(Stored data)
#[cfg(test)]
mod tests {
    use super::*;
    use proptest::prelude::*;

    fn next(decoder: &mut LineDecoder) -> Option<String> {
        decoder
            .next_line()
            .map(|line| String::from_utf8_lossy(line).into_owned())
    }

    fn collect_lines(decoder: &mut LineDecoder, out: &mut Vec<String>) {
        while let Some(line) = next(decoder) {
            out.push(line);
        }
    }

    fn event(line: &str) -> Event<'_> {
        match decode_event(line) {
            Message::Event(event) => event,
            Message::EndOfBatch => panic!("unexpected end of batch for {:?}", line),
        }
    }

    #[test]
    fn test_lines_in_one_chunk() {
        let mut decoder = LineDecoder::new();
        decoder.extend(b"BABEL 1.0\nversion babeld-1.13\nok\n");

        let mut lines = Vec::new();
        collect_lines(&mut decoder, &mut lines);
        assert_eq!(lines, vec!["BABEL 1.0", "version babeld-1.13", "ok"]);
        assert!(decoder.finish().is_ok());
    }

    #[test]
    fn test_partial_line_is_retained() {
        let mut decoder = LineDecoder::new();
        decoder.extend(b"add interface et");
        assert_eq!(next(&mut decoder).as_deref(), None);

        decoder.extend(b"h0 up true\nchange");
        assert_eq!(
            next(&mut decoder).as_deref(),
            Some("add interface eth0 up true")
        );
        assert_eq!(next(&mut decoder).as_deref(), None);
        assert_eq!(decoder.buffered(), "change".len());

        decoder.extend(b" route r1\n");
        assert_eq!(next(&mut decoder).as_deref(), Some("change route r1"));
        assert_eq!(decoder.buffered(), 0);
    }

    #[test]
    fn test_crlf_stripped() {
        let mut decoder = LineDecoder::new();
        decoder.extend(b"ok\r\n\r\nlast\n");
        assert_eq!(next(&mut decoder).as_deref(), Some("ok"));
        assert_eq!(next(&mut decoder).as_deref(), Some(""));
        assert_eq!(next(&mut decoder).as_deref(), Some("last"));
    }

    #[test]
    fn test_only_one_terminator_stripped() {
        let mut decoder = LineDecoder::new();
        decoder.extend(b"a\r\r\n");
        assert_eq!(next(&mut decoder).as_deref(), Some("a\r"));
    }

    #[test]
    fn test_long_line_grows_buffer() {
        let long = "x".repeat(100_000);
        let mut decoder = LineDecoder::with_capacity(16);
        for chunk in long.as_bytes().chunks(333) {
            decoder.extend(chunk);
            assert!(!decoder.find_line());
        }
        decoder.extend(b"\n");
        assert_eq!(next(&mut decoder), Some(long));
    }

    #[test]
    fn test_finish_with_partial_line() {
        let mut decoder = LineDecoder::new();
        decoder.extend(b"ok\nadd rou");
        assert_eq!(next(&mut decoder).as_deref(), Some("ok"));
        assert_eq!(next(&mut decoder).as_deref(), None);

        match decoder.finish() {
            Err(ProtocolError::TruncatedLine { len }) => assert_eq!(len, 7),
            other => panic!("expected truncated line, got {:?}", other),
        }
    }

    #[test]
    fn test_non_utf8_line_is_framed() {
        let mut decoder = LineDecoder::new();
        decoder.extend(b"\xff\xfe\nok\n");
        assert_eq!(decoder.next_line(), Some(&b"\xff\xfe"[..]));
        assert_eq!(decoder.next_line(), Some(&b"ok"[..]));
        assert_eq!(decoder.next_line(), None);
    }

    #[test]
    fn test_decode_line() {
        assert_eq!(decode_line(b"ok"), Message::EndOfBatch);
        assert!(!decode_line(b"ok\xff").is_end_of_batch());

        let Message::Event(event) = decode_line(b"add interface eth0 up true") else {
            panic!("expected an event");
        };
        assert_eq!(event.object, "eth0");
        assert_eq!(event.param(Param::Up), Some("true"));

        assert_eq!(
            decode_line(b"add interface \xff up true"),
            Message::Event(Event::default())
        );
    }

    #[test]
    fn test_clear() {
        let mut decoder = LineDecoder::default();
        decoder.extend(b"partial");
        assert!(!decoder.find_line());
        decoder.clear();
        assert_eq!(decoder.buffered(), 0);
        assert_eq!(decoder.current_line(), b"");
    }

    #[test]
    fn test_encode_command() {
        assert_eq!(&Encoder::encode_command("monitor")[..], b"monitor\n");
        assert_eq!(&Encoder::encode_command("")[..], b"\n");
    }

    #[test]
    fn test_end_of_batch_is_case_sensitive() {
        assert_eq!(decode_event("ok"), Message::EndOfBatch);
        assert!(!decode_event("Ok").is_end_of_batch());
        assert!(!decode_event("OK").is_end_of_batch());
        assert!(!decode_event("ok ").is_end_of_batch());
    }

    #[test]
    fn test_decode_full_neighbour() {
        let event = event(
            "change neighbour n1 address fe80::1 if eth0 reach ffff rxcost 96 txcost 256 cost 96",
        );
        assert_eq!(event.event_type, EventType::Change);
        assert_eq!(event.object_type, ObjectType::Neighbour);
        assert_eq!(event.object, "n1");
        assert_eq!(event.param(Param::Address), Some("fe80::1"));
        assert_eq!(event.param(Param::If), Some("eth0"));
        assert_eq!(event.param(Param::Reach), Some("ffff"));
        assert_eq!(event.param(Param::Rxcost), Some("96"));
        assert_eq!(event.param(Param::Txcost), Some("256"));
        assert_eq!(event.param(Param::Cost), Some("96"));
        assert_eq!(event.params().count(), 6);
    }

    #[test]
    fn test_decode_tolerates_unknown_params() {
        let event = event("add route r1 prefix 10.0.0.0/8 bogus token");
        assert_eq!(event.event_type, EventType::Add);
        assert_eq!(event.object_type, ObjectType::Route);
        assert_eq!(event.object, "r1");
        assert_eq!(event.param(Param::Prefix), Some("10.0.0.0/8"));
        assert_eq!(event.params().count(), 1);
    }

    #[test]
    fn test_unknown_keyword_skips_its_value() {
        // "metric" here is the value of "bogus", not a keyword
        let event = event("add route r1 bogus metric installed yes");
        assert_eq!(event.param(Param::Metric), None);
        assert_eq!(event.param(Param::Installed), Some("yes"));
    }

    #[test]
    fn test_dangling_keyword_ignored() {
        let event = event("add xroute x1 prefix ::/0 metric");
        assert_eq!(event.object_type, ObjectType::XRoute);
        assert_eq!(event.param(Param::Prefix), Some("::/0"));
        assert_eq!(event.param(Param::Metric), None);
    }

    #[test]
    fn test_decode_unknown_verb_and_object() {
        let event = event("weird thing x1");
        assert_eq!(event.event_type, EventType::Unknown);
        assert_eq!(event.object_type, ObjectType::Unknown);
        assert_eq!(event.object, "x1");
        assert_eq!(event.params().count(), 0);
    }

    #[test]
    fn test_decode_short_lines() {
        assert_eq!(event(""), Event::default());

        let only_verb = event("flush");
        assert_eq!(only_verb.event_type, EventType::Flush);
        assert_eq!(only_verb.object_type, ObjectType::Unknown);
        assert_eq!(only_verb.object, "");

        let no_object = event("flush interface");
        assert_eq!(no_object.object_type, ObjectType::Interface);
        assert_eq!(no_object.object, "");
    }

    #[test]
    fn test_repeated_param_last_wins() {
        let event = event("add route r1 metric 96 metric 128");
        assert_eq!(event.param(Param::Metric), Some("128"));
    }

    #[test]
    fn test_consecutive_spaces_collapse() {
        let event = event("add  interface   eth0 up  true");
        assert_eq!(event.object_type, ObjectType::Interface);
        assert_eq!(event.object, "eth0");
        assert_eq!(event.param(Param::Up), Some("true"));
    }

    #[test]
    fn test_decode_route_line() {
        let event = event(
            "add route 5624f0 prefix 2001:db8::/64 from ::/0 installed yes id 02:00:00:ff:fe:00:00:01 metric 96 refmetric 0 via fe80::2 if wg0",
        );
        assert_eq!(event.object, "5624f0");
        assert_eq!(event.param(Param::From), Some("::/0"));
        assert_eq!(event.param(Param::Id), Some("02:00:00:ff:fe:00:00:01"));
        assert_eq!(event.param(Param::Refmetric), Some("0"));
        assert_eq!(event.param(Param::Via), Some("fe80::2"));
        assert_eq!(event.param(Param::If), Some("wg0"));
        assert_eq!(event.params().count(), 8);
    }

    proptest! {
        #[test]
        fn prop_chunking_does_not_change_lines(
            lines in proptest::collection::vec("[a-z0-9:. ]{0,40}", 0..20),
            cuts in proptest::collection::vec(1usize..17, 0..64),
        ) {
            let mut stream = Vec::new();
            for line in &lines {
                stream.extend_from_slice(line.as_bytes());
                stream.push(b'\n');
            }

            let mut whole = LineDecoder::new();
            whole.extend(&stream);
            let mut expected = Vec::new();
            collect_lines(&mut whole, &mut expected);

            let mut chunked = LineDecoder::new();
            let mut actual = Vec::new();
            let mut rest = &stream[..];
            let mut cuts = cuts.into_iter().cycle();
            while !rest.is_empty() {
                let n = cuts.next().unwrap_or(1).min(rest.len());
                chunked.extend(&rest[..n]);
                collect_lines(&mut chunked, &mut actual);
                rest = &rest[n..];
            }

            prop_assert_eq!(&expected, &lines);
            prop_assert_eq!(actual, expected);
            prop_assert!(chunked.finish().is_ok());
        }

        #[test]
        fn prop_byte_at_a_time(lines in proptest::collection::vec("[ -~]{0,30}", 0..10)) {
            let stream: String = lines.iter().map(|l| format!("{}\r\n", l)).collect();

            let mut decoder = LineDecoder::new();
            let mut actual = Vec::new();
            for byte in stream.as_bytes() {
                decoder.extend(std::slice::from_ref(byte));
                collect_lines(&mut decoder, &mut actual);
            }

            prop_assert_eq!(actual, lines);
        }
    }
}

» INSTRUCTIONS FOR THE TASK
The reply should consist solely of the lines above from the one that has "use super::*;" through the one that has "out.push(line);", reproduced exactly.

» SOLUTION
    use super::*;
    use proptest::prelude::*;

    fn next(decoder: &mut LineDecoder) -> Option<String> {
        decoder
            .next_line()
            .map(|line| String::from_utf8_lossy(line).into_owned())
    }

    fn collect_lines(decoder: &mut LineDecoder, out: &mut Vec<String>) {
        while let Some(line) = next(decoder) {
            out.push(line);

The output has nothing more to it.